Il natalizumab è un immunomodulatore che blocca l'adesione dei linfociti T alle cellule endoteliali dei vasi sanguigni riducendo il processo infiammatorio tipico della sclerosi multipla.
Promesse mantenute
Tuttavia, essendo promettenti le prove di efficacia, la ricerca ha proseguito il suo corso sulla molecola e un tris di studi, pubblicati nello stesso numero del New England Journal of Medicine, ha portato alla luce interessanti risultati su un monitoraggio di due anni del campione.
I pazienti in studio erano affetti da sclerosi multipla recidivante e in uno di questi lavori, il SENTINEL, facevano già uso di interferone beta (una delle terapie attualmente disponibili e in uso). L'aggiunta del natalizumab è stata testata, contro placebo, in un campione di 1171 soggetti e ha ottenuto una riduzione del tasso annuale di recidive da 0,75 a 0,34 (55% in meno) e un abbassamento del rischio relativo di progressione della malattia del 24% anche se poi la progressione della disabilità subiva una riduzione moderata: dal 29% con il solo interferone al 23% con la combinazione.
L'altro lavoro sulla molecola, lo studio AFFIRM, ha valutato l'efficacia del farmaco contro placebo in quasi mille soggetti, sempre nell'arco di due anni. Anche in questo caso i risultati erano favorevoli: riduzione del tasso annuale di ricaduta da 0,75 a 0,24 (68% in meno), riduzione della probabilità di progressione della malattia dal 29% al 17%, riduzione dell'83% del numero di lesioni cerebrali nuove o in espansione (verificate con risonanza magnetica).
Entrambi gli studi non hanno rilevato casi di encefalopatia, nell'arco dei due anni, dopo una somministrazione del natalizumab durata tra 8 e 30 mesi.

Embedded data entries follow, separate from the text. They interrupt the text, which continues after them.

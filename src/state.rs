use std::sync::Arc;

use anyhow::Context;
use sqlx::{sqlite::SqlitePoolOptions, SqlitePool};

use crate::auth::sessions::SessionStore;
use crate::config::AppConfig;

#[derive(Clone)]
pub struct AppState {
    pub db: SqlitePool,
    pub config: Arc<AppConfig>,
    pub sessions: Arc<SessionStore>,
}

impl AppState {
    pub async fn init() -> anyhow::Result<Self> {
        let config = Arc::new(AppConfig::from_env()?);
        let db = SqlitePoolOptions::new()
            .max_connections(10)
            .connect(&config.database_url)
            .await
            .context("connect to database")?;
        let sessions = Arc::new(SessionStore::new(config.session_ttl_minutes));
        Ok(Self {
            db,
            config,
            sessions,
        })
    }

    pub fn from_parts(db: SqlitePool, config: Arc<AppConfig>) -> Self {
        let sessions = Arc::new(SessionStore::new(config.session_ttl_minutes));
        Self {
            db,
            config,
            sessions,
        }
    }
}
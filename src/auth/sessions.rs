use std::collections::HashMap;
use std::sync::Mutex;

use time::{Duration, OffsetDateTime};
use uuid::Uuid;

struct SessionEntry {
    user_id: i64,
    expires_at: OffsetDateTime,
}

/// In-process session store keyed by opaque tokens. Sessions are
/// deliberately not persisted: a restart logs everyone out.
pub struct SessionStore {
    ttl: Duration,
    entries: Mutex<HashMap<String, SessionEntry>>,
}

impl SessionStore {
    pub fn new(ttl_minutes: i64) -> Self {
        Self {
            ttl: Duration::minutes(ttl_minutes),
            entries: Mutex::new(HashMap::new()),
        }
    }

    /// Issue a fresh token bound to the user id.
    pub fn create(&self, user_id: i64) -> String {
        let token = Uuid::new_v4().to_string();
        let entry = SessionEntry {
            user_id,
            expires_at: OffsetDateTime::now_utc() + self.ttl,
        };
        self.lock().insert(token.clone(), entry);
        token
    }

    /// Resolve a token to its user id. Expired entries are dropped on
    /// lookup.
    pub fn resolve(&self, token: &str) -> Option<i64> {
        let mut entries = self.lock();
        match entries.get(token) {
            Some(entry) if entry.expires_at > OffsetDateTime::now_utc() => Some(entry.user_id),
            Some(_) => {
                entries.remove(token);
                None
            }
            None => None,
        }
    }

    /// Remove a session. Removing an unknown token is a no-op.
    pub fn destroy(&self, token: &str) {
        self.lock().remove(token);
    }

    fn lock(&self) -> std::sync::MutexGuard<'_, HashMap<String, SessionEntry>> {
        self.entries.lock().expect("session store lock poisoned")
    }
}
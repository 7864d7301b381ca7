use axum::response::Redirect;
use axum_extra::extract::cookie::{Cookie, CookieJar, SameSite};

const FLASH_COOKIE: &str = "flash";

/// Queue a one-time notice and redirect. The cookie is cleared by the
/// next page render.
pub fn redirect_with_notice(jar: CookieJar, to: &str, notice: &str) -> (CookieJar, Redirect) {
    let mut cookie = Cookie::new(FLASH_COOKIE, notice.to_string());
    cookie.set_path("/");
    cookie.set_http_only(true);
    cookie.set_same_site(SameSite::Lax);
    (jar.add(cookie), Redirect::to(to))
}

/// Take the pending notice, if any, clearing it from the jar.
pub fn take_notice(jar: CookieJar) -> (CookieJar, Option<String>) {
    match jar.get(FLASH_COOKIE) {
        Some(cookie) => {
            let notice = cookie.value().to_string();
            let mut removal = Cookie::from(FLASH_COOKIE);
            removal.set_path("/");
            (jar.remove(removal), Some(notice))
        }
        None => (jar, None),
    }
}
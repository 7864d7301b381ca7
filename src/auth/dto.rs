use serde::Deserialize;

/// Registration form body.
#[derive(Debug, Deserialize)]
pub struct RegisterForm {
    pub username: String,
    pub password: String,
}

/// Login form body.
#[derive(Debug, Deserialize)]
pub struct LoginForm {
    pub username: String,
    pub password: String,
}
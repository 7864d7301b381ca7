use std::net::SocketAddr;

use axum::{response::Response, routing::get, Router};
use axum_extra::extract::cookie::CookieJar;
use tower_http::trace::TraceLayer;
use tracing::instrument;

use crate::auth::extractors::CurrentUser;
use crate::config::AppConfig;
use crate::error::AppError;
use crate::state::AppState;
use crate::{admin, auth, records, templates};

pub fn build_app(state: AppState) -> Router {
    Router::new()
        .route("/", get(home))
        .merge(auth::router())
        .merge(records::router())
        .merge(admin::router())
        .with_state(state)
        .layer(
            TraceLayer::new_for_http()
                .make_span_with(|req: &axum::http::Request<_>| {
                    let method = req.method().clone();
                    let uri = req.uri().clone();
                    tracing::info_span!("http_request", %method, uri = %uri)
                })
                .on_response(
                    |res: &axum::http::Response<_>,
                     _latency: std::time::Duration,
                     span: &tracing::Span| {
                        let status = res.status();
                        span.record("status", tracing::field::display(status));
                        if status.is_server_error() {
                            tracing::error!(%status, "response");
                        } else {
                            tracing::info!(%status, "response");
                        }
                    },
                ),
        )
}

#[instrument(skip_all)]
async fn home(user: Option<CurrentUser>, jar: CookieJar) -> Result<Response, AppError> {
    templates::render_page("index.html", user.as_ref().map(|u| &u.0), jar)
}

pub async fn serve(app: Router, config: &AppConfig) -> anyhow::Result<()> {
    let addr: SocketAddr = format!("{}:{}", config.host, config.port).parse()?;

    tracing::info!("listening on {}", addr);
    let listener = tokio::net::TcpListener::bind(addr).await?;
    axum::serve(listener, app).await?;
    Ok(())
}
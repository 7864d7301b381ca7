use serde::Serialize;
use sqlx::{FromRow, SqlitePool};
use time::OffsetDateTime;

/// A message left through the public contact form. Submissions are
/// anonymous; there is no link to the users table.
#[derive(Debug, Clone, Serialize, FromRow)]
pub struct Contact {
    pub id: i64,
    pub name: String,
    pub email: String,
    pub message: String,
    #[serde(with = "time::serde::rfc3339")]
    pub created_at: OffsetDateTime,
}

/// An appointment request left through the public form.
#[derive(Debug, Clone, Serialize, FromRow)]
pub struct Appointment {
    pub id: i64,
    pub name: String,
    pub date: String,
    pub issue: String,
    #[serde(with = "time::serde::rfc3339")]
    pub created_at: OffsetDateTime,
}

pub async fn insert_contact(
    db: &SqlitePool,
    name: &str,
    email: &str,
    message: &str,
) -> Result<i64, sqlx::Error> {
    let row = sqlx::query_as::<_, Contact>(
        r#"
        INSERT INTO contacts (name, email, message, created_at)
        VALUES (?, ?, ?, ?)
        RETURNING id, name, email, message, created_at
        "#,
    )
    .bind(name)
    .bind(email)
    .bind(message)
    .bind(OffsetDateTime::now_utc())
    .fetch_one(db)
    .await?;
    Ok(row.id)
}

/// Most recent first.
pub async fn list_contacts(db: &SqlitePool) -> Result<Vec<Contact>, sqlx::Error> {
    sqlx::query_as::<_, Contact>(
        r#"
        SELECT id, name, email, message, created_at
        FROM contacts
        ORDER BY id DESC
        "#,
    )
    .fetch_all(db)
    .await
}

/// Returns the number of rows removed (0 or 1).
pub async fn delete_contact(db: &SqlitePool, id: i64) -> Result<u64, sqlx::Error> {
    let result = sqlx::query("DELETE FROM contacts WHERE id = ?")
        .bind(id)
        .execute(db)
        .await?;
    Ok(result.rows_affected())
}

pub async fn insert_appointment(
    db: &SqlitePool,
    name: &str,
    date: &str,
    issue: &str,
) -> Result<i64, sqlx::Error> {
    let row = sqlx::query_as::<_, Appointment>(
        r#"
        INSERT INTO appointments (name, date, issue, created_at)
        VALUES (?, ?, ?, ?)
        RETURNING id, name, date, issue, created_at
        "#,
    )
    .bind(name)
    .bind(date)
    .bind(issue)
    .bind(OffsetDateTime::now_utc())
    .fetch_one(db)
    .await?;
    Ok(row.id)
}

pub async fn list_appointments(db: &SqlitePool) -> Result<Vec<Appointment>, sqlx::Error> {
    sqlx::query_as::<_, Appointment>(
        r#"
        SELECT id, name, date, issue, created_at
        FROM appointments
        ORDER BY id DESC
        "#,
    )
    .fetch_all(db)
    .await
}

pub async fn delete_appointment(db: &SqlitePool, id: i64) -> Result<u64, sqlx::Error> {
    let result = sqlx::query("DELETE FROM appointments WHERE id = ?")
        .bind(id)
        .execute(db)
        .await?;
    Ok(result.rows_affected())
}
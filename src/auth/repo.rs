use sqlx::SqlitePool;
use time::OffsetDateTime;

use crate::auth::repo_types::User;

impl User {
    /// Find a user by username.
    pub async fn find_by_username(
        db: &SqlitePool,
        username: &str,
    ) -> Result<Option<User>, sqlx::Error> {
        sqlx::query_as::<_, User>(
            r#"
            SELECT id, username, password_hash, is_admin, created_at
            FROM users
            WHERE username = ?
            "#,
        )
        .bind(username)
        .fetch_optional(db)
        .await
    }

    pub async fn find_by_id(db: &SqlitePool, id: i64) -> Result<Option<User>, sqlx::Error> {
        sqlx::query_as::<_, User>(
            r#"
            SELECT id, username, password_hash, is_admin, created_at
            FROM users
            WHERE id = ?
            "#,
        )
        .bind(id)
        .fetch_optional(db)
        .await
    }

    pub async fn count(db: &SqlitePool) -> Result<i64, sqlx::Error> {
        sqlx::query_scalar::<_, i64>("SELECT COUNT(*) FROM users")
            .fetch_one(db)
            .await
    }

    /// Create a new user with a hashed credential.
    pub async fn create(
        db: &SqlitePool,
        username: &str,
        password_hash: &str,
        is_admin: bool,
    ) -> Result<User, sqlx::Error> {
        sqlx::query_as::<_, User>(
            r#"
            INSERT INTO users (username, password_hash, is_admin, created_at)
            VALUES (?, ?, ?, ?)
            RETURNING id, username, password_hash, is_admin, created_at
            "#,
        )
        .bind(username)
        .bind(password_hash)
        .bind(is_admin)
        .bind(OffsetDateTime::now_utc())
        .fetch_one(db)
        .await
    }

    /// All users, oldest first, for the admin panel.
    pub async fn list(db: &SqlitePool) -> Result<Vec<User>, sqlx::Error> {
        sqlx::query_as::<_, User>(
            r#"
            SELECT id, username, password_hash, is_admin, created_at
            FROM users
            ORDER BY id
            "#,
        )
        .fetch_all(db)
        .await
    }
}
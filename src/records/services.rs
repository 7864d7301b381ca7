use sqlx::SqlitePool;
use tracing::{info, instrument};

use crate::error::AppError;
use crate::records::repo::{self, Appointment, Contact};

fn required(field: &'static str, value: &str) -> Result<String, AppError> {
    let trimmed = value.trim();
    if trimmed.is_empty() {
        return Err(AppError::Validation(format!("{field} is required")));
    }
    Ok(trimmed.to_string())
}

#[instrument(skip(db, message))]
pub async fn submit_contact(
    db: &SqlitePool,
    name: &str,
    email: &str,
    message: &str,
) -> Result<i64, AppError> {
    let name = required("name", name)?;
    let email = required("email", email)?;
    let message = required("message", message)?;

    let id = repo::insert_contact(db, &name, &email, &message).await?;
    info!(contact_id = id, "contact submitted");
    Ok(id)
}

#[instrument(skip(db, issue))]
pub async fn submit_appointment(
    db: &SqlitePool,
    name: &str,
    date: &str,
    issue: &str,
) -> Result<i64, AppError> {
    let name = required("name", name)?;
    let date = required("date", date)?;
    let issue = required("issue", issue)?;

    let id = repo::insert_appointment(db, &name, &date, &issue).await?;
    info!(appointment_id = id, "appointment submitted");
    Ok(id)
}

pub async fn list_contacts(db: &SqlitePool) -> Result<Vec<Contact>, AppError> {
    Ok(repo::list_contacts(db).await?)
}

pub async fn list_appointments(db: &SqlitePool) -> Result<Vec<Appointment>, AppError> {
    Ok(repo::list_appointments(db).await?)
}

#[instrument(skip(db))]
pub async fn delete_contact(db: &SqlitePool, id: i64) -> Result<(), AppError> {
    if repo::delete_contact(db, id).await? == 0 {
        return Err(AppError::NotFound);
    }
    info!(contact_id = id, "contact deleted");
    Ok(())
}

#[instrument(skip(db))]
pub async fn delete_appointment(db: &SqlitePool, id: i64) -> Result<(), AppError> {
    if repo::delete_appointment(db, id).await? == 0 {
        return Err(AppError::NotFound);
    }
    info!(appointment_id = id, "appointment deleted");
    Ok(())
}

#[cfg(test)]
mod tests {
    use super::*;

    async fn test_db() -> SqlitePool {
        let db = sqlx::sqlite::SqlitePoolOptions::new()
            .max_connections(1)
            .connect("sqlite::memory:")
            .await
            .expect("open in-memory sqlite");
        sqlx::migrate!("./migrations")
            .run(&db)
            .await
            .expect("run migrations");
        db
    }

    #[tokio::test]
    async fn empty_name_fails_validation_and_persists_nothing() {
        let db = test_db().await;
        let err = submit_contact(&db, "   ", "a@b.c", "hello").await.unwrap_err();
        assert!(matches!(err, AppError::Validation(_)));
        assert!(list_contacts(&db).await.unwrap().is_empty());
    }

    #[tokio::test]
    async fn submitted_fields_are_trimmed() {
        let db = test_db().await;
        submit_contact(&db, "  Ada  ", " ada@example.com ", " hi ")
            .await
            .expect("submit");
        let contacts = list_contacts(&db).await.unwrap();
        assert_eq!(contacts[0].name, "Ada");
        assert_eq!(contacts[0].email, "ada@example.com");
        assert_eq!(contacts[0].message, "hi");
    }

    #[tokio::test]
    async fn contacts_are_listed_most_recent_first() {
        let db = test_db().await;
        for n in ["one", "two", "three"] {
            submit_contact(&db, n, "a@b.c", "msg").await.expect("submit");
        }
        let ids: Vec<i64> = list_contacts(&db).await.unwrap().iter().map(|c| c.id).collect();
        assert_eq!(ids, vec![3, 2, 1]);
    }

    #[tokio::test]
    async fn appointments_are_listed_most_recent_first() {
        let db = test_db().await;
        for n in ["one", "two"] {
            submit_appointment(&db, n, "2026-09-01", "checkup")
                .await
                .expect("submit");
        }
        let ids: Vec<i64> = list_appointments(&db)
            .await
            .unwrap()
            .iter()
            .map(|a| a.id)
            .collect();
        assert_eq!(ids, vec![2, 1]);
    }

    #[tokio::test]
    async fn delete_missing_contact_is_not_found() {
        let db = test_db().await;
        let err = delete_contact(&db, 999).await.unwrap_err();
        assert!(matches!(err, AppError::NotFound));
        assert!(list_contacts(&db).await.unwrap().is_empty());
    }

    #[tokio::test]
    async fn delete_removes_exactly_one_row() {
        let db = test_db().await;
        let first = submit_contact(&db, "one", "a@b.c", "msg").await.unwrap();
        submit_contact(&db, "two", "a@b.c", "msg").await.unwrap();

        delete_contact(&db, first).await.expect("delete");
        let remaining = list_contacts(&db).await.unwrap();
        assert_eq!(remaining.len(), 1);
        assert_eq!(remaining[0].name, "two");

        // a second delete of the same id reports NotFound
        let err = delete_contact(&db, first).await.unwrap_err();
        assert!(matches!(err, AppError::NotFound));
    }

    #[tokio::test]
    async fn empty_appointment_issue_fails_validation() {
        let db = test_db().await;
        let err = submit_appointment(&db, "Ada", "2026-09-01", "")
            .await
            .unwrap_err();
        assert!(matches!(err, AppError::Validation(_)));
        assert!(list_appointments(&db).await.unwrap().is_empty());
    }
}
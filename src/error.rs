use axum::{
    http::StatusCode,
    response::{IntoResponse, Response},
};
use thiserror::Error;
use tracing::error;

/// Domain error taxonomy. Every variant except the infrastructure ones
/// is recovered at the handler boundary into a redirect with a flash
/// notice; only `Database`, `Template` and `Internal` reach the client
/// as HTTP errors.
#[derive(Debug, Error)]
pub enum AppError {
    #[error("{0}")]
    Validation(String),

    #[error("that username is already taken")]
    DuplicateUsername,

    #[error("invalid username or password")]
    InvalidCredentials,

    #[error("please log in first")]
    NotAuthenticated,

    #[error("admin access required")]
    NotAuthorized,

    #[error("no such record")]
    NotFound,

    #[error("database error: {0}")]
    Database(#[from] sqlx::Error),

    #[error("template error: {0}")]
    Template(#[from] tera::Error),

    #[error(transparent)]
    Internal(#[from] anyhow::Error),
}

impl AppError {
    /// True for errors a handler turns into a redirect + flash notice
    /// instead of an HTTP error status.
    pub fn is_recoverable(&self) -> bool {
        !matches!(
            self,
            AppError::Database(_) | AppError::Template(_) | AppError::Internal(_)
        )
    }
}

impl IntoResponse for AppError {
    fn into_response(self) -> Response {
        match self {
            AppError::Database(e) => {
                error!(error = %e, "database failure");
                (StatusCode::INTERNAL_SERVER_ERROR, "internal server error").into_response()
            }
            AppError::Template(e) => {
                error!(error = %e, "template rendering failure");
                (StatusCode::INTERNAL_SERVER_ERROR, "internal server error").into_response()
            }
            AppError::Internal(e) => {
                error!(error = %e, "internal failure");
                (StatusCode::INTERNAL_SERVER_ERROR, "internal server error").into_response()
            }
            // Handlers and guards convert these before they get here;
            // falling through means a handler forgot to.
            other => (StatusCode::BAD_REQUEST, other.to_string()).into_response(),
        }
    }
}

L'eventuale comparsa di casi del genere è stata l'oggetto di studio del terzo lavoro che ha analizzato 11 pubblicazioni che, nel complesso, coinvolgevano più di tre mila soggetti curati con natalizumab per sclerosi multipla, morbo di Crohn e artrite reumatoide (indicazioni terapeutiche previste per il farmaco). Non sono stati registrati nuovi casi ed è stata confermata una prevalenza di un caso ogni mille pazienti, tuttavia il trattamento è durato circa 18 mesi, e oltre questo periodo gli autori non si esprimono in merito alla sicurezza della terapia.
Le evidenze favorevoli all'uso di natalizumab nei pazienti colpiti da sclerosi multipla sono forti e significative, inoltre il farmaco incontra anche criteri di convenienza per il paziente che lo può assumere in un'unica dose mensile per via endovenosa, piuttosto che ricorrere all'auto-somministrazione settimanale prevista per l'interferone. Nell'ottica di evitare effetti collaterali gravi sarebbe interessante, e utile, avere un metodo per identificare i pazienti a rischio, cosa che ci si attende da ulteriori studi.